● Exercise aim: List all the lines in these records that hold "through".

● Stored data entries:
______

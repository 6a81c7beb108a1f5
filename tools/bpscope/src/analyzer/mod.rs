//! Profiler backends.
//!
//! An [`Analyzer`] turns a directory of test sources into one
//! [`MetricRecord`] per test. Both backends share the same pipeline through
//! [`Harness`]: compile every test, then profile the artifacts on a small
//! worker pool with a per-test deadline. Only the profiling step differs.

pub mod gem5;
pub mod perf;

use std::path::{Path, PathBuf};
use std::sync::{Mutex, mpsc};
use std::time::Duration;

use bpscope_perf::metrics::{AnalysisResult, MetricRecord, RunStatus};

use crate::builder::{Artifact, Builder};
use crate::error::{Error, Result};
use crate::verbose::{Timer, dprintln, wprintln};

pub use gem5::GemAnalyzer;
pub use perf::PerfAnalyzer;

/// Produces metric records for every test in a directory.
pub trait Analyzer {
    /// Profiler name, as accepted by `--profiler`.
    fn name(&self) -> &'static str;

    /// Build and profile every test in `test_dir`.
    ///
    /// The result has exactly one entry per test. An empty directory yields
    /// an empty result.
    fn analyze(&self, test_dir: &Path) -> Result<AnalysisResult>;
}

/// Profiles a single compiled test.
pub trait Profile: Sync {
    /// Run `artifact` under the profiler, stopping it after `timeout`.
    ///
    /// Timeouts and crashes are reported through the returned record.
    fn profile(&self, artifact: &Artifact, timeout: Duration) -> Result<MetricRecord>;
}

/// The build-then-profile pipeline shared by every analyzer.
#[derive(Debug, Clone)]
pub struct Harness {
    pub builder: Builder,
    /// Where artifacts and raw profiler output are written.
    pub build_dir: PathBuf,
    pub timeout: Duration,
    pub workers: usize,
}

impl Harness {
    pub fn new(builder: Builder, build_dir: PathBuf, timeout: Duration, workers: usize) -> Self {
        Self {
            builder,
            build_dir,
            timeout,
            workers,
        }
    }

    /// Compile every test in `test_dir` and profile it with `profiler`.
    pub fn run<P: Profile>(&self, profiler: &P, test_dir: &Path) -> Result<AnalysisResult> {
        let artifacts = {
            let _t = Timer::start("build");
            self.builder.build(test_dir, &self.build_dir)?
        };
        if artifacts.is_empty() {
            dprintln!("No tests found in {}", test_dir.display());
            return Ok(AnalysisResult::new());
        }

        let _t = Timer::start("profile");
        let records = if self.workers <= 1 || artifacts.len() == 1 {
            artifacts
                .iter()
                .map(|a| profile_one(profiler, a, self.timeout).map(|r| (a.name.clone(), r)))
                .collect::<Result<Vec<_>>>()?
        } else {
            profile_parallel(profiler, &artifacts, self.timeout, self.workers)?
        };

        Ok(records.into_iter().collect())
    }
}

fn profile_one<P: Profile>(profiler: &P, artifact: &Artifact, timeout: Duration) -> Result<MetricRecord> {
    dprintln!("  Profiling {}", artifact.name);
    let record = profiler.profile(artifact, timeout)?;
    match record.status() {
        RunStatus::Completed => {}
        RunStatus::TimedOut => wprintln!("{} timed out after {:?}", artifact.name, timeout),
        status => wprintln!("{} {}", artifact.name, status),
    }
    Ok(record)
}

/// Profile artifacts on `workers` threads fed from a shared job queue.
///
/// Records are collected on the calling thread. The first fatal error is
/// returned once every worker has stopped.
fn profile_parallel<P: Profile>(
    profiler: &P,
    artifacts: &[Artifact],
    timeout: Duration,
    workers: usize,
) -> Result<Vec<(String, MetricRecord)>> {
    let (job_tx, job_rx) = mpsc::channel::<&Artifact>();
    let (result_tx, result_rx) = mpsc::channel::<(String, Result<MetricRecord>)>();
    let job_rx = Mutex::new(job_rx);

    for artifact in artifacts {
        // The receiver lives until the end of this function.
        let _ = job_tx.send(artifact);
    }
    drop(job_tx);

    std::thread::scope(|s| {
        for _ in 0..workers.min(artifacts.len()) {
            let tx = result_tx.clone();
            let job_rx = &job_rx;
            s.spawn(move || {
                loop {
                    let job = match job_rx.lock() {
                        Ok(rx) => rx.recv(),
                        Err(_) => break,
                    };
                    let Ok(artifact) = job else { break };
                    let record = profile_one(profiler, artifact, timeout);
                    let failed = record.is_err();
                    if tx.send((artifact.name.clone(), record)).is_err() || failed {
                        break;
                    }
                }
            });
        }
        drop(result_tx);

        let mut records = Vec::with_capacity(artifacts.len());
        let mut first_error = None;
        for (name, record) in result_rx {
            match record {
                Ok(record) => records.push((name, record)),
                Err(err) => {
                    first_error.get_or_insert(err);
                }
            }
        }
        match first_error {
            Some(err) => Err(err),
            None => Ok(records),
        }
    })
}

/// Make `path` absolute against the current directory.
pub(crate) fn absolute(path: &Path) -> Result<PathBuf> {
    std::path::absolute(path).map_err(Error::io(path))
}
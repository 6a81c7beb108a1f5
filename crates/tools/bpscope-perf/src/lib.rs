//! Branch-prediction metric analysis.
//!
//! Provides the flat [`MetricRecord`](metrics::MetricRecord) shared by every
//! profiling backend, parsers for `perf stat` reports and gem5 `stats.txt`
//! dumps, derived summary statistics, and terminal/text output formatting.
//!
//! Extracted from the bpscope host tool so the report parsers can be tested
//! and reused without spawning any processes.

pub mod gem5_stats;
pub mod metrics;
pub mod output;
pub mod perf_stat;
pub mod summary;
//! Derived branch-prediction statistics.
//!
//! Turns raw [`MetricRecord`]s into per-test summary rows and per-directory
//! aggregates. Missing inputs propagate as `None` rather than NaN, so a test
//! without a mispredict count simply has no mispredict percentage.

use crate::metrics::{self, AnalysisResult, MetricRecord, RunStatus};

/// Summary row for a single test.
#[derive(Debug, Clone, PartialEq)]
pub struct TestSummary {
    /// Test name (persisted file stem).
    pub name: String,
    /// Outcome of the profiling run.
    pub status: RunStatus,
    /// Number of ticks (or cycles).
    pub ticks: Option<u64>,
    /// Branch-predictor lookups.
    pub bp_lookups: Option<u64>,
    /// Ticks per branch lookup, rounded to two decimals.
    pub ticks_per_bp: Option<f64>,
    /// Mispredicted conditional branches.
    pub bp_incorrect: Option<u64>,
    /// Mispredict rate in percent, rounded to two decimals.
    pub bp_incorrect_pct: Option<f64>,
}

/// Summary of one source directory of packed records.
#[derive(Debug, Clone, PartialEq)]
pub struct DirSummary {
    /// Source directory as given on the command line.
    pub dir: String,
    /// Per-test rows, sorted by test name.
    pub tests: Vec<TestSummary>,
    /// Aggregate mispredict rate: total incorrect over total lookups.
    pub bp_incorrect_pct: Option<f64>,
}

/// Round to two decimal places.
pub fn round2(value: f64) -> f64 {
    (value * 100.0).round() / 100.0
}

/// `numerator / denominator * scale`, or `0` when the denominator is zero.
fn ratio(numerator: u64, denominator: u64, scale: f64) -> f64 {
    if denominator == 0 {
        0.0
    } else {
        round2(numerator as f64 / denominator as f64 * scale)
    }
}

/// Compute the summary row for one test record.
pub fn summarize_test(name: &str, record: &MetricRecord) -> TestSummary {
    let ticks = record.get(metrics::SIM_TICKS);
    let bp_lookups = record.get(metrics::BP_LOOKUPS);
    let bp_incorrect = record.get(metrics::BP_COND_INCORRECT);

    TestSummary {
        name: name.to_string(),
        status: record.status(),
        ticks,
        bp_lookups,
        ticks_per_bp: ticks
            .zip(bp_lookups)
            .map(|(t, l)| ratio(t, l, 1.0)),
        bp_incorrect,
        bp_incorrect_pct: bp_incorrect
            .zip(bp_lookups)
            .map(|(i, l)| ratio(i, l, 100.0)),
    }
}

/// Aggregate mispredict rate over a set of rows.
///
/// Only rows with both a lookup and an incorrect count contribute. Returns
/// `None` when no row contributes or the total lookup count is zero.
pub fn aggregate_incorrect_pct<'a>(rows: impl IntoIterator<Item = &'a TestSummary>) -> Option<f64> {
    let (incorrect, lookups) = rows
        .into_iter()
        .filter_map(|row| row.bp_incorrect.zip(row.bp_lookups))
        .fold((0u128, 0u128), |(i, l), (ri, rl)| {
            (i + u128::from(ri), l + u128::from(rl))
        });
    if lookups == 0 {
        return None;
    }
    Some(round2(incorrect as f64 / lookups as f64 * 100.0))
}

/// Summarize every record of one directory.
pub fn summarize_dir(dir: &str, result: &AnalysisResult) -> DirSummary {
    let tests: Vec<TestSummary> = result
        .iter()
        .map(|(name, record)| summarize_test(name, record))
        .collect();
    let bp_incorrect_pct = aggregate_incorrect_pct(&tests);
    DirSummary {
        dir: dir.to_string(),
        tests,
        bp_incorrect_pct,
    }
}

/// Aggregate mispredict rate across several directories at once.
pub fn aggregate_all(dirs: &[DirSummary]) -> Option<f64> {
    aggregate_incorrect_pct(dirs.iter().flat_map(|d| d.tests.iter()))
}

#[cfg(test)]
mod tests {
    use super::*;
    use crate::metrics::{BP_COND_INCORRECT, BP_LOOKUPS, SIM_TICKS};

    fn record(ticks: u64, lookups: u64, incorrect: u64) -> MetricRecord {
        [
            (SIM_TICKS, ticks),
            (BP_LOOKUPS, lookups),
            (BP_COND_INCORRECT, incorrect),
        ]
        .into_iter()
        .collect()
    }

    fn single(dir: &str, name: &str, rec: MetricRecord) -> DirSummary {
        let mut result = AnalysisResult::new();
        result.insert(name.to_string(), rec);
        summarize_dir(dir, &result)
    }

    #[test]
    fn derived_row() {
        let row = summarize_test("loop", &record(1000, 300, 7));
        assert_eq!(row.ticks_per_bp, Some(3.33));
        assert_eq!(row.bp_incorrect_pct, Some(2.33));
        assert_eq!(row.status, RunStatus::Completed);
    }

    #[test]
    fn zero_lookups_yield_zero_ratios() {
        let row = summarize_test("empty", &record(1000, 0, 0));
        assert_eq!(row.ticks_per_bp, Some(0.0));
        assert_eq!(row.bp_incorrect_pct, Some(0.0));
    }

    #[test]
    fn missing_metric_propagates_as_none() {
        let rec: MetricRecord = [(SIM_TICKS, 10), (BP_LOOKUPS, 5)].into_iter().collect();
        let row = summarize_test("partial", &rec);
        assert_eq!(row.ticks_per_bp, Some(2.0));
        assert_eq!(row.bp_incorrect, None);
        assert_eq!(row.bp_incorrect_pct, None);
    }

    #[test]
    fn aggregate_across_two_directories() {
        let a = single("suite-a", "t1", record(1000, 100, 5));
        let b = single("suite-b", "t2", record(2000, 200, 40));
        assert_eq!(a.bp_incorrect_pct, Some(5.0));
        assert_eq!(b.bp_incorrect_pct, Some(20.0));
        assert_eq!(aggregate_all(&[a, b]), Some(15.0));
    }

    #[test]
    fn failed_tests_do_not_contribute() {
        let mut result = AnalysisResult::new();
        result.insert("ok".into(), record(1000, 100, 10));
        result.insert("slow".into(), MetricRecord::timed_out());
        let dir = summarize_dir("d", &result);
        assert_eq!(dir.bp_incorrect_pct, Some(10.0));
        assert_eq!(dir.tests[1].status, RunStatus::TimedOut);
    }

    #[test]
    fn empty_directory_has_no_aggregate() {
        let dir = summarize_dir("d", &AnalysisResult::new());
        assert_eq!(dir.bp_incorrect_pct, None);
    }
}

______

● Exercise result:
//! [`MetricRecord`] per test. Both backends share the same pipeline through
    /// Timeouts and crashes are reported through the returned record.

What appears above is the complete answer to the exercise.